+++ DATA EXTRACT
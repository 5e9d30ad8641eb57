//! Finding and starting the external code editor
//!
//! Resolution order: saved editor path, then the candidate list (absolute
//! paths or names on PATH). When nothing resolves the UI asks the user to pick
//! an executable, which is then saved for next time.

use std::fs;
use std::os::unix::fs::PermissionsExt;
use std::os::unix::process::CommandExt;
use std::path::{Path, PathBuf};
use std::process::{Command, Stdio};

use tracing::{debug, info, warn};

use crate::error::{ManagerError, Result};

/// Where a resolved editor came from
#[derive(Debug, Clone, Copy, PartialEq, Eq)]
pub enum EditorSource {
    /// The one-line editor_path file
    Saved,
    /// An entry of the candidate list
    Candidate,
    /// Chosen in the file picker just now
    Picked,
}

#[derive(Debug, Clone, PartialEq, Eq)]
pub struct ResolvedEditor {
    pub path: PathBuf,
    pub source: EditorSource,
}

/// True for regular files with any executable bit set
pub fn is_executable_file(path: &Path) -> bool {
    match fs::metadata(path) {
        Ok(metadata) => metadata.is_file() && metadata.permissions().mode() & 0o111 != 0,
        Err(_) => false,
    }
}

/// Resolve a single candidate entry. Entries containing '/' are treated as
/// paths (tilde expanded), anything else is searched on PATH.
pub fn resolve_candidate(candidate: &str) -> Option<PathBuf> {
    let candidate = candidate.trim();
    if candidate.is_empty() {
        return None;
    }

    if candidate.contains('/') {
        let path = PathBuf::from(shellexpand::tilde(candidate).as_ref());
        return is_executable_file(&path).then_some(path);
    }

    which::which(candidate).ok()
}

/// Pick the editor to launch without any user interaction.
///
/// A saved path that no longer points at an executable is skipped with a
/// warning rather than treated as an error.
pub fn resolve_editor(saved: Option<&Path>, candidates: &[String]) -> Option<ResolvedEditor> {
    if let Some(saved) = saved {
        if is_executable_file(saved) {
            debug!(editor = %saved.display(), "Using saved editor path");
            return Some(ResolvedEditor {
                path: saved.to_path_buf(),
                source: EditorSource::Saved,
            });
        }
        warn!(editor = %saved.display(), "Saved editor path is not executable, ignoring");
    }

    candidates.iter().find_map(|candidate| {
        resolve_candidate(candidate).map(|path| {
            debug!(candidate = %candidate, editor = %path.display(), "Using editor candidate");
            ResolvedEditor {
                path,
                source: EditorSource::Candidate,
            }
        })
    })
}

/// Start `editor` with `dir` as its only argument, detached from this process.
///
/// The child gets its own process group and no inherited stdio, so closing the
/// manager window does not take the editor down. A background thread reaps it.
pub fn launch_editor(editor: &Path, dir: &Path) -> Result<u32> {
    let mut child = Command::new(editor)
        .arg(dir)
        .stdin(Stdio::null())
        .stdout(Stdio::null())
        .stderr(Stdio::null())
        .process_group(0)
        .spawn()
        .map_err(|source| ManagerError::EditorSpawn {
            editor: editor.to_path_buf(),
            source,
        })?;

    let pid = child.id();
    info!(editor = %editor.display(), dir = %dir.display(), pid, "Launched editor");

    // Most editors fork and exit right away; reap so no zombie lingers
    std::thread::spawn(move || match child.wait() {
        Ok(status) => debug!(pid, %status, "Editor launcher process exited"),
        Err(e) => warn!(pid, error = %e, "Failed waiting for editor process"),
    });

    Ok(pid)
}

#[cfg(test)]
mod tests {
    use super::*;
    use tempfile::TempDir;

    fn make_file(dir: &Path, name: &str, mode: u32) -> PathBuf {
        let path = dir.join(name);
        fs::write(&path, "#!/bin/sh\nexit 0\n").unwrap();
        fs::set_permissions(&path, fs::Permissions::from_mode(mode)).unwrap();
        path
    }

    #[test]
    fn test_is_executable_file() {
        let temp = TempDir::new().unwrap();
        assert!(is_executable_file(&make_file(temp.path(), "exec", 0o755)));
        assert!(!is_executable_file(&make_file(temp.path(), "plain", 0o644)));
        assert!(!is_executable_file(temp.path()));
        assert!(!is_executable_file(&temp.path().join("missing")));
    }

    #[test]
    fn test_saved_path_wins() {
        let temp = TempDir::new().unwrap();
        let saved = make_file(temp.path(), "my-editor", 0o755);
        let other = make_file(temp.path(), "other-editor", 0o755);

        let resolved = resolve_editor(
            Some(&saved),
            &[other.to_string_lossy().into_owned()],
        )
        .unwrap();
        assert_eq!(resolved.path, saved);
        assert_eq!(resolved.source, EditorSource::Saved);
    }

    #[test]
    fn test_stale_saved_path_falls_back_to_candidates() {
        let temp = TempDir::new().unwrap();
        let candidate = make_file(temp.path(), "code", 0o755);

        let resolved = resolve_editor(
            Some(&temp.path().join("uninstalled")),
            &[
                temp.path().join("missing").to_string_lossy().into_owned(),
                make_file(temp.path(), "not-exec", 0o644)
                    .to_string_lossy()
                    .into_owned(),
                candidate.to_string_lossy().into_owned(),
            ],
        )
        .unwrap();
        assert_eq!(resolved.path, candidate);
        assert_eq!(resolved.source, EditorSource::Candidate);
    }

    #[test]
    fn test_nothing_resolves() {
        let temp = TempDir::new().unwrap();
        let candidates = vec![
            temp.path().join("nope").to_string_lossy().into_owned(),
            "definitely-not-an-installed-editor-xyz".to_string(),
            "   ".to_string(),
        ];
        assert_eq!(resolve_editor(None, &candidates), None);
    }

    #[test]
    fn test_bare_name_searches_path() {
        // `sh` is present on every unix PATH
        let resolved = resolve_candidate("sh").unwrap();
        assert!(resolved.is_absolute());
    }

    #[test]
    fn test_launch_editor_passes_directory() {
        let temp = TempDir::new().unwrap();
        let marker = temp.path().join("opened");
        let editor = temp.path().join("fake-editor");
        fs::write(
            &editor,
            format!("#!/bin/sh\necho \"$1\" > '{}'\n", marker.display()),
        )
        .unwrap();
        fs::set_permissions(&editor, fs::Permissions::from_mode(0o755)).unwrap();

        let scripts_dir = temp.path().join("scripts");
        fs::create_dir(&scripts_dir).unwrap();

        launch_editor(&editor, &scripts_dir).unwrap();

        let deadline = std::time::Instant::now() + std::time::Duration::from_secs(5);
        let mut written = String::new();
        while written.is_empty() && std::time::Instant::now() < deadline {
            std::thread::sleep(std::time::Duration::from_millis(20));
            written = fs::read_to_string(&marker).unwrap_or_default();
        }
        assert_eq!(written.trim(), scripts_dir.to_string_lossy());
    }

    #[test]
    fn test_launch_missing_editor_is_spawn_error() {
        let temp = TempDir::new().unwrap();
        let err = launch_editor(&temp.path().join("no-editor"), temp.path()).unwrap_err();
        assert!(matches!(err, ManagerError::EditorSpawn { .. }));
    }
}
++++++
EXERCISE BRIEF =>
Retype every entry above, word for word.

EXPECTED ANSWER =>
repository 5e9d30ad8641eb57
//! Finding and starting the external code editor
//!
//! Resolution order: saved editor path, then the candidate list (absolute
//! paths or names on PATH). When nothing resolves the UI asks the user to pick
//! an executable, which is then saved for next time.

use std::fs;
use std::os::unix::fs::PermissionsExt;
use std::os::unix::process::CommandExt;
use std::path::{Path, PathBuf};
use std::process::{Command, Stdio};

use tracing::{debug, info, warn};

use crate::error::{ManagerError, Result};

/// Where a resolved editor came from
#[derive(Debug, Clone, Copy, PartialEq, Eq)]
pub enum EditorSource {
    /// The one-line editor_path file
    Saved,
    /// An entry of the candidate list
    Candidate,
    /// Chosen in the file picker just now
    Picked,
}

#[derive(Debug, Clone, PartialEq, Eq)]
pub struct ResolvedEditor {
    pub path: PathBuf,
    pub source: EditorSource,
}

/// True for regular files with any executable bit set
pub fn is_executable_file(path: &Path) -> bool {
    match fs::metadata(path) {
        Ok(metadata) => metadata.is_file() && metadata.permissions().mode() & 0o111 != 0,
        Err(_) => false,
    }
}

/// Resolve a single candidate entry. Entries containing '/' are treated as
/// paths (tilde expanded), anything else is searched on PATH.
pub fn resolve_candidate(candidate: &str) -> Option<PathBuf> {
    let candidate = candidate.trim();
    if candidate.is_empty() {
        return None;
    }

    if candidate.contains('/') {
        let path = PathBuf::from(shellexpand::tilde(candidate).as_ref());
        return is_executable_file(&path).then_some(path);
    }

    which::which(candidate).ok()
}

/// Pick the editor to launch without any user interaction.
///
/// A saved path that no longer points at an executable is skipped with a
/// warning rather than treated as an error.
pub fn resolve_editor(saved: Option<&Path>, candidates: &[String]) -> Option<ResolvedEditor> {
    if let Some(saved) = saved {
        if is_executable_file(saved) {
            debug!(editor = %saved.display(), "Using saved editor path");
            return Some(ResolvedEditor {
                path: saved.to_path_buf(),
                source: EditorSource::Saved,
            });
        }
        warn!(editor = %saved.display(), "Saved editor path is not executable, ignoring");
    }

    candidates.iter().find_map(|candidate| {
        resolve_candidate(candidate).map(|path| {
            debug!(candidate = %candidate, editor = %path.display(), "Using editor candidate");
            ResolvedEditor {
                path,
                source: EditorSource::Candidate,
            }
        })
    })
}

/// Start `editor` with `dir` as its only argument, detached from this process.
///
/// The child gets its own process group and no inherited stdio, so closing the
/// manager window does not take the editor down. A background thread reaps it.
pub fn launch_editor(editor: &Path, dir: &Path) -> Result<u32> {
    let mut child = Command::new(editor)
        .arg(dir)
        .stdin(Stdio::null())
        .stdout(Stdio::null())
        .stderr(Stdio::null())
        .process_group(0)
        .spawn()
        .map_err(|source| ManagerError::EditorSpawn {
            editor: editor.to_path_buf(),
            source,
        })?;

    let pid = child.id();
    info!(editor = %editor.display(), dir = %dir.display(), pid, "Launched editor");

    // Most editors fork and exit right away; reap so no zombie lingers
    std::thread::spawn(move || match child.wait() {
        Ok(status) => debug!(pid, %status, "Editor launcher process exited"),
        Err(e) => warn!(pid, error = %e, "Failed waiting for editor process"),
    });

    Ok(pid)
}

#[cfg(test)]
mod tests {
    use super::*;
    use tempfile::TempDir;

    fn make_file(dir: &Path, name: &str, mode: u32) -> PathBuf {
        let path = dir.join(name);
        fs::write(&path, "#!/bin/sh\nexit 0\n").unwrap();
        fs::set_permissions(&path, fs::Permissions::from_mode(mode)).unwrap();
        path
    }

    #[test]
    fn test_is_executable_file() {
        let temp = TempDir::new().unwrap();
        assert!(is_executable_file(&make_file(temp.path(), "exec", 0o755)));
        assert!(!is_executable_file(&make_file(temp.path(), "plain", 0o644)));
        assert!(!is_executable_file(temp.path()));
        assert!(!is_executable_file(&temp.path().join("missing")));
    }

    #[test]
    fn test_saved_path_wins() {
        let temp = TempDir::new().unwrap();
        let saved = make_file(temp.path(), "my-editor", 0o755);
        let other = make_file(temp.path(), "other-editor", 0o755);

        let resolved = resolve_editor(
            Some(&saved),
            &[other.to_string_lossy().into_owned()],
        )
        .unwrap();
        assert_eq!(resolved.path, saved);
        assert_eq!(resolved.source, EditorSource::Saved);
    }

    #[test]
    fn test_stale_saved_path_falls_back_to_candidates() {
        let temp = TempDir::new().unwrap();
        let candidate = make_file(temp.path(), "code", 0o755);

        let resolved = resolve_editor(
            Some(&temp.path().join("uninstalled")),
            &[
                temp.path().join("missing").to_string_lossy().into_owned(),
                make_file(temp.path(), "not-exec", 0o644)
                    .to_string_lossy()
                    .into_owned(),
                candidate.to_string_lossy().into_owned(),
            ],
        )
        .unwrap();
        assert_eq!(resolved.path, candidate);
        assert_eq!(resolved.source, EditorSource::Candidate);
    }

    #[test]
    fn test_nothing_resolves() {
        let temp = TempDir::new().unwrap();
        let candidates = vec![
            temp.path().join("nope").to_string_lossy().into_owned(),
            "definitely-not-an-installed-editor-xyz".to_string(),
            "   ".to_string(),
        ];
        assert_eq!(resolve_editor(None, &candidates), None);
    }

    #[test]
    fn test_bare_name_searches_path() {
        // `sh` is present on every unix PATH
        let resolved = resolve_candidate("sh").unwrap();
        assert!(resolved.is_absolute());
    }

    #[test]
    fn test_launch_editor_passes_directory() {
        let temp = TempDir::new().unwrap();
        let marker = temp.path().join("opened");
        let editor = temp.path().join("fake-editor");
        fs::write(
            &editor,
            format!("#!/bin/sh\necho \"$1\" > '{}'\n", marker.display()),
        )
        .unwrap();
        fs::set_permissions(&editor, fs::Permissions::from_mode(0o755)).unwrap();

        let scripts_dir = temp.path().join("scripts");
        fs::create_dir(&scripts_dir).unwrap();

        launch_editor(&editor, &scripts_dir).unwrap();

        let deadline = std::time::Instant::now() + std::time::Duration::from_secs(5);
        let mut written = String::new();
        while written.is_empty() && std::time::Instant::now() < deadline {
            std::thread::sleep(std::time::Duration::from_millis(20));
            written = fs::read_to_string(&marker).unwrap_or_default();
        }
        assert_eq!(written.trim(), scripts_dir.to_string_lossy());
    }

    #[test]
    fn test_launch_missing_editor_is_spawn_error() {
        let temp = TempDir::new().unwrap();
        let err = launch_editor(&temp.path().join("no-editor"), temp.path()).unwrap_err();
        assert!(matches!(err, ManagerError::EditorSpawn { .. }));
    }
}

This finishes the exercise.